# Releases- Thumb or index finger



## Unk Bond (Aug 1, 2004)

Hello
For me and if i had it to do over.And the type releases we have now,had been available
The hand held hinge head release for targets.
The index finger for hunting.And since you say you will be stalking.I would suggest the wrist strap index finger release.
Later


----------



## urabus (May 22, 2006)

both index finger and thumb release can be shot with back-tension.
for hunting go with the index finger release. :darkbeer:


----------



## Matatazela (Mar 1, 2005)

Finger for sure.

Don't try and save a little bit here - go for a Scott or similar! I have been more than happy with my Scott, and would recommend it to anyone. 

The Rhino / Silverhorn hooks onto the D-loop from one side only, making it a bit quicker and easier than a caliper release. It is as good in terms of a crisp release as any customised Colt .45 racegun...


----------



## Bushkey (Mar 17, 2006)

Finger release. I have noticed at the competitions I go to that the majority of triggers used is of this type. Like you saw I went to the PSE Training School this weekend. There I met some of the countries best archers. People with World titles, South African Records etc behind there names, and they all shoot finger releases. Makes you think?


----------



## Bee (Sep 17, 2007)

index finger release is much better for hunting.

i have all ways used a finger release with wrist strap and i think unless u shoot compo's stick with the finger

keep shooting


----------



## Hungry Lion (Oct 25, 2007)

Here is the best advice you will ever get. Shoot whatever you like and what you are most comfotable with.
Shoot a release WITH NO TRAVEL! Index finger releases without travel are few, but the Carter releases are awesome. They make both index and Thumb releases. As Urabus said, both index and thumb can be shot with back tension. Get correct advice from the right people to get this done and how it works. Stefan VD Linde is great on index finger and Wesley and Seppie is great on Thumb. The principle is the same on both, but you need to know how it works. Bushkey, the worlds best archers shoot with thumb releases, and yes, the local boys shoot index. A quick fact, the index finger has 10x quicker response than the thumb. So if you wat to punch every now and then, the index finger is the way to go. For myself, Carter hand held releases for target and Index for Hunting. Just no travel!! Magnum archery stocks carter products, the few shops that do...

Gert


----------



## ASG (Jun 25, 2007)

In the bad old days when I still did some 3D I tried thumb releases.
I lost 2 chocolate addictions and I've never used them again.


----------



## Bushcat (Aug 31, 2007)

Thanks Men 

I looked at Scott archery website and they had a pro tips section, in there the pro liked the 'Scott silverhorn' which is a finger release and it hooks in to the D loop from one side. The pro liked this the best so that is what I will order. 

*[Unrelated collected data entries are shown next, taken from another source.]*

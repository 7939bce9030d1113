//! Investment plans (recurring purchase schedules)

use chrono::NaiveDate;

use crate::ledger::SecurityRef;
use crate::types::*;

/// A recurring schedule and the transactions it has generated so far
#[derive(Debug, Clone)]
pub struct InvestmentPlan {
    pub id: PlanId,
    pub name: String,
    pub security: Option<SecurityRef>,
    pub portfolio: Option<PortfolioId>,
    pub account: Option<AccountId>,
    pub amount: Money,
    pub start: NaiveDate,
    /// Interval between executions in months
    pub interval_months: u32,
    pub note: Option<String>,
    transactions: Vec<TransactionRef>,
}

impl InvestmentPlan {
    pub fn new(name: impl Into<String>, amount: Money, start: NaiveDate) -> Self {
        Self {
            id: PlanId::new(),
            name: name.into(),
            security: None,
            portfolio: None,
            account: None,
            amount,
            start,
            interval_months: 1,
            note: None,
            transactions: Vec::new(),
        }
    }

    pub fn with_security(mut self, security: SecurityRef) -> Self {
        self.security = Some(security);
        self
    }

    pub fn with_portfolio(mut self, portfolio: PortfolioId) -> Self {
        self.portfolio = Some(portfolio);
        self
    }

    pub fn with_account(mut self, account: AccountId) -> Self {
        self.account = Some(account);
        self
    }

    /// References to generated transactions, oldest first
    pub fn transactions(&self) -> &[TransactionRef] {
        &self.transactions
    }

    /// Remember a transaction this plan generated
    pub fn record_transaction(&mut self, transaction: TransactionRef) {
        self.transactions.push(transaction);
    }
}
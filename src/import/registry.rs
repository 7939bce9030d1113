//! Keeps the client's security list in sync with imported transactions

use tracing::info;

use crate::ledger::{Client, SecurityRef};

/// Add `security` to the client unless that very handle is already there.
///
/// Returns `true` when the security was added. `None` is a no-op, since
/// fee or interest bookings often have no security.
pub fn ensure_registered(client: &mut Client, security: Option<&SecurityRef>) -> bool {
    let Some(security) = security else {
        return false;
    };

    if client.contains_security(security) {
        return false;
    }

    info!(security = %security.id, name = %security.name, "Registering security");
    client.add_security(security.clone());
    true
}
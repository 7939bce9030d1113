//! Reconciliation of imported trades against investment plan executions
//!
//! A broker statement for a savings plan execution describes a transaction
//! the ledger already generated from the plan. Instead of inserting it a
//! second time, the generated transaction is updated with the booked values.

use tracing::{debug, info, warn};

use crate::ledger::{same_security, Client, PortfolioTransaction};
use crate::traits::{DateWindowMatcher, PlanTransactionMatcher, Transaction};
use crate::types::*;

/// Result of a reconciliation attempt
#[derive(Debug, Clone, Copy, PartialEq, Eq)]
pub enum Reconciliation {
    /// An existing plan transaction was updated; the candidate must not be inserted
    Matched {
        plan: PlanId,
        transaction: TransactionRef,
    },
    /// Nothing matched; insert the candidate normally
    NoMatch,
}

/// Searches investment plans for the execution an imported trade belongs to
pub struct PlanReconciler {
    matcher: Box<dyn PlanTransactionMatcher>,
}

impl Default for PlanReconciler {
    fn default() -> Self {
        Self::new()
    }
}

impl PlanReconciler {
    /// Create a reconciler using [`DateWindowMatcher`]
    pub fn new() -> Self {
        Self::with_matcher(Box::new(DateWindowMatcher::default()))
    }

    pub fn with_matcher(matcher: Box<dyn PlanTransactionMatcher>) -> Self {
        Self { matcher }
    }

    /// Update the matching plan transaction in place, if there is one.
    ///
    /// Plans are scanned in list order and only plans for the candidate's
    /// security take part. The first plan that yields a match wins.
    pub fn reconcile(&self, client: &mut Client, candidate: &PortfolioTransaction) -> Reconciliation {
        let Some((plan, existing)) = self.find_existing(client, candidate) else {
            debug!(transaction = %candidate.id, "No investment plan transaction matches");
            return Reconciliation::NoMatch;
        };

        let Some(target) = client.transaction_mut(existing) else {
            // find_existing only returns handles it just resolved
            return Reconciliation::NoMatch;
        };

        target.set_date_time(candidate.date_time);
        target.set_note(candidate.note.clone());
        target.set_shares(candidate.shares.clone());
        target.clear_units();
        for unit in &candidate.units {
            target.add_unit(unit.clone());
        }
        let cross_entry = target.cross_entry();

        if let Some(cross_entry) = cross_entry {
            let paired = client
                .cross_entry(cross_entry)
                .and_then(|entry| entry.cross_transaction(existing.transaction));

            match paired.and_then(|paired| client.transaction_mut(paired)) {
                Some(paired) => {
                    paired.set_date_time(candidate.date_time);
                    paired.set_note(candidate.note.clone());
                }
                None => warn!(
                    cross_entry = %cross_entry,
                    "Paired half of plan transaction could not be resolved"
                ),
            }
        }

        info!(
            plan = %plan,
            transaction = %existing.transaction,
            date = %candidate.date_time,
            "Updated investment plan transaction from import"
        );

        Reconciliation::Matched {
            plan,
            transaction: existing,
        }
    }

    fn find_existing(
        &self,
        client: &Client,
        candidate: &PortfolioTransaction,
    ) -> Option<(PlanId, TransactionRef)> {
        let plans = client
            .plans()
            .iter()
            .filter(|plan| same_security(plan.security.as_ref(), candidate.security.as_ref()));

        for plan in plans {
            let mut references = Vec::with_capacity(plan.transactions().len());
            let mut transactions: Vec<&dyn Transaction> =
                Vec::with_capacity(plan.transactions().len());

            for reference in plan.transactions() {
                match client.require_transaction(*reference) {
                    Ok(t) => {
                        references.push(*reference);
                        transactions.push(t);
                    }
                    Err(err) => warn!(
                        plan = %plan.id,
                        error = %err,
                        "Skipping unresolvable investment plan transaction"
                    ),
                }
            }

            if let Some(index) = self.matcher.find_match(candidate, &transactions) {
                if let Some(reference) = references.get(index) {
                    return Some((plan.id, *reference));
                }
            }
        }

        None
    }
}

#[cfg(test)]
mod tests {
    use super::*;
    use crate::ledger::{
        bind_buy_sell, Account, BuySellEntry, InvestmentPlan, Portfolio, Security, SecurityRef,
    };
    use bigdecimal::BigDecimal;
    use chrono::{NaiveDate, NaiveDateTime};
    use std::sync::Arc;

    fn at(m: u32, d: u32) -> NaiveDateTime {
        NaiveDate::from_ymd_opt(2024, m, d)
            .unwrap()
            .and_hms_opt(0, 0, 0)
            .unwrap()
    }

    fn eur(amount: i64) -> Money {
        Money::new(BigDecimal::from(amount), "EUR")
    }

    struct Fixture {
        client: Client,
        security: SecurityRef,
        generated: TransactionRef,
    }

    fn fixture() -> Fixture {
        let mut client = Client::new("EUR");
        let account = client.add_account(Account::new("Cash", "EUR"));
        let portfolio = client.add_portfolio(Portfolio::new("Depot"));
        let security: SecurityRef = Arc::new(Security::new("World ETF", "EUR"));
        client.add_security(security.clone());

        let mut generated = BuySellEntry::new(
            true,
            at(3, 1),
            security.clone(),
            eur(100),
            BigDecimal::from(1),
        );
        generated.set_note("plan execution");
        let portfolio_tx = generated.portfolio_transaction.id;
        bind_buy_sell(&mut client, generated, account, portfolio).unwrap();

        let generated = TransactionRef::portfolio(portfolio, portfolio_tx);
        let mut plan = InvestmentPlan::new("Monthly ETF", eur(100), at(1, 1).date())
            .with_security(security.clone());
        plan.record_transaction(generated);
        client.add_plan(plan);

        Fixture {
            client,
            security,
            generated,
        }
    }

    #[test]
    fn test_match_updates_transaction_and_cash_leg() {
        let Fixture {
            mut client,
            security,
            generated,
        } = fixture();

        let candidate = PortfolioTransaction::new(
            at(3, 3),
            PortfolioTransactionType::Buy,
            eur(100),
            BigDecimal::from(2),
            security,
        )
        .with_note("booked")
        .with_unit(TransactionUnit::fee(eur(1)));

        let outcome = PlanReconciler::new().reconcile(&mut client, &candidate);
        assert!(matches!(outcome, Reconciliation::Matched { transaction, .. } if transaction == generated));

        let updated = client.transaction(generated).unwrap();
        assert_eq!(updated.date_time(), at(3, 3));
        assert_eq!(updated.note(), Some("booked"));
        assert_eq!(updated.shares(), &BigDecimal::from(2));
        assert_eq!(updated.units(), candidate.units.as_slice());

        let cross_entry = client.cross_entry(updated.cross_entry().unwrap()).unwrap();
        let cash = cross_entry.cross_transaction(generated.transaction).unwrap();
        let cash = client.transaction(cash).unwrap();
        assert_eq!(cash.date_time(), at(3, 3));
        assert_eq!(cash.note(), Some("booked"));
    }

    #[test]
    fn test_other_security_never_matches() {
        let Fixture { mut client, .. } = fixture();
        let other: SecurityRef = Arc::new(Security::new("World ETF", "EUR"));

        let candidate = PortfolioTransaction::new(
            at(3, 1),
            PortfolioTransactionType::Buy,
            eur(100),
            BigDecimal::from(1),
            other,
        );

        assert_eq!(
            PlanReconciler::new().reconcile(&mut client, &candidate),
            Reconciliation::NoMatch
        );
    }

    #[test]
    fn test_dangling_plan_reference_is_skipped() {
        let Fixture {
            mut client,
            security,
            generated,
        } = fixture();
        let plan = client.plans()[0].id;
        if let Some(plan) = client.plan_mut(plan) {
            let dangling = TransactionRef::portfolio(PortfolioId::new(), TransactionId::new());
            plan.record_transaction(dangling);
        }

        let candidate = PortfolioTransaction::new(
            at(3, 2),
            PortfolioTransactionType::Buy,
            eur(100),
            BigDecimal::from(1),
            security,
        );

        let outcome = PlanReconciler::new().reconcile(&mut client, &candidate);
        assert!(matches!(outcome, Reconciliation::Matched { transaction, .. } if transaction == generated));
    }

    #[test]
    fn test_plan_without_security_never_matches() {
        let mut client = Client::new("EUR");
        client.add_plan(InvestmentPlan::new("Deposits", eur(50), at(1, 1).date()));
        let security: SecurityRef = Arc::new(Security::new("ACME", "EUR"));

        let candidate = PortfolioTransaction::new(
            at(3, 1),
            PortfolioTransactionType::Buy,
            eur(100),
            BigDecimal::from(1),
            security,
        );

        assert_eq!(
            PlanReconciler::new().reconcile(&mut client, &candidate),
            Reconciliation::NoMatch
        );
    }
}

What happens when the animal is 15 meters away from you, your shaking, trying not to breathe, and your heart is hammering, how easy will it be to hook in to the D loop?


----------



## Matatazela (Mar 1, 2005)

Bushcat said:


> Thanks Men
> 
> I looked at Scott archery website and they had a pro tips section, in there the pro liked the 'Scott silverhorn' which is a finger release and it hooks in to the D loop from one side. The pro liked this the best so that is what I will order.
> 
> What happens when the animal is 15 meters away from you, your shaking, trying not to breathe, and your heart is hammering, how easy will it be to hook in to the D loop?


Hooking in is VERY easy. Definitely simpler than with a caliper release. If you are worried about not being able to hook in because of jitters, then you should be running away from all other releases!!!

The silverhorn is the updated version of the Rhino that I have. Mine has the NCS (Nylon Connection System) which makes it extremely easy to adjust. It has almost zero travel and is an incredibly crisp and clean release. You won't be sorry!

Make sure your finger stays BEHIND the trigger until you are ready to shoot, unless you have a good medical aid that covers dentistry... I pulled to almost peak weight when I first got mine, with my index finger resting on the trigger. The movement set it off, due to user error, and I had a bloody lip to show for it. Haven't had it happen since, though!!!


----------



## urabus (May 22, 2006)

another cool scott is the little goose.......i like the compact design. zero travel......the release is so clean that it like breaking a glass rod.......puts the match grade triggers on my target air rifles to shame.............


----------



## Bushkey (Mar 17, 2006)

Matatazela said:


> I pulled to almost peak weight when I first got mine, with my index finger resting on the trigger. The movement set it off, due to user error, and I had a bloody lip to show for it. Haven't had it happen since, though!!!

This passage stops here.